### Work request
Reproduce the records starting at the line that contains "#[derive(Debug, Display, PartialEq)]" and running to the last line, exactly and in full.

[Data extracted from a collection]

=== Begin Enclosure ===

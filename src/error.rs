//! Error management.

use derive_more::Display;

#[derive(Debug, Display, PartialEq)]
pub enum Error {
    #[display(fmt = "invalid argument: {}", _0)]
    InvalidArgument(String),
    #[display(fmt = "out of memory: cannot allocate {} bytes", _0)]
    OutOfMemory(usize),
}

impl std::error::Error for Error {}

pub type Result<T> = std::result::Result<T, Error>;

=== End Enclosure ===

### Answer below
#[derive(Debug, Display, PartialEq)]
pub enum Error {
    #[display(fmt = "invalid argument: {}", _0)]
    InvalidArgument(String),
    #[display(fmt = "out of memory: cannot allocate {} bytes", _0)]
    OutOfMemory(usize),
}

impl std::error::Error for Error {}

pub type Result<T> = std::result::Result<T, Error>;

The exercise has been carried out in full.